══ INPUT RECORDS
impl Ptk {
    /// Derive PTK from PMK and nonces
    pub fn derive(
        pmk: &[u8; 32],
        aa: &MacAddress,  // Authenticator address (AP)
        spa: &MacAddress, // Supplicant address (STA)
        anonce: &[u8; 32],
        snonce: &[u8; 32],
    ) -> Self {
        // Build data for PRF
        // Min(AA, SPA) || Max(AA, SPA) || Min(ANonce, SNonce) || Max(ANonce, SNonce)
        let mut data = Vec::with_capacity(6 + 6 + 32 + 32);

        // Sort addresses
        if aa.0 < spa.0 {
            data.extend_from_slice(&aa.0);
            data.extend_from_slice(&spa.0);
        } else {
            data.extend_from_slice(&spa.0);
            data.extend_from_slice(&aa.0);
        }

        // Sort nonces
        if anonce < snonce {
            data.extend_from_slice(anonce);
            data.extend_from_slice(snonce);
        } else {
            data.extend_from_slice(snonce);
            data.extend_from_slice(anonce);
        }

        // Derive PTK using PRF-384
        let ptk_data = prf(pmk, "Pairwise key expansion", &data, 48);

        let mut kck = [0u8; 16];
        let mut kek = [0u8; 16];
        let mut tk = [0u8; 16];

        kck.copy_from_slice(&ptk_data[0..16]);
        kek.copy_from_slice(&ptk_data[16..32]);
        tk.copy_from_slice(&ptk_data[32..48]);

        Ptk { kck, kek, tk }
    }
}

/// Group Temporal Key (GTK)
#[derive(Clone)]
pub struct Gtk {
    /// Key data
    pub key: Vec<u8>,
    /// Key index
    pub index: u8,
    /// TX key flag
    pub tx: bool,
}

/// WPA supplicant state machine
pub struct WpaSupplicant {
    /// Current state
    pub state: WpaState,
    /// WPA version
    version: WpaVersion,
    /// Pairwise Master Key (from passphrase)
    pmk: [u8; 32],
    /// PTK (derived during handshake)
    ptk: Option<Ptk>,
    /// GTK (received during handshake)
    gtk: Option<Gtk>,
    /// Supplicant address (our MAC)
    spa: MacAddress,
    /// Authenticator address (AP MAC)
    aa: MacAddress,
    /// Supplicant nonce
    snonce: [u8; 32],
    /// Authenticator nonce
    anonce: [u8; 32],
    /// Replay counter
    replay_counter: u64,
    /// SSID
    ssid: String,
    /// Pending outgoing message
    outgoing_message: Option<Vec<u8>>,
    /// Configuration set
    configured: bool,
}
════
Which lines of the data contain the string "nonces"? Copy each one.

    /// Derive PTK from PMK and nonces
        // Sort nonces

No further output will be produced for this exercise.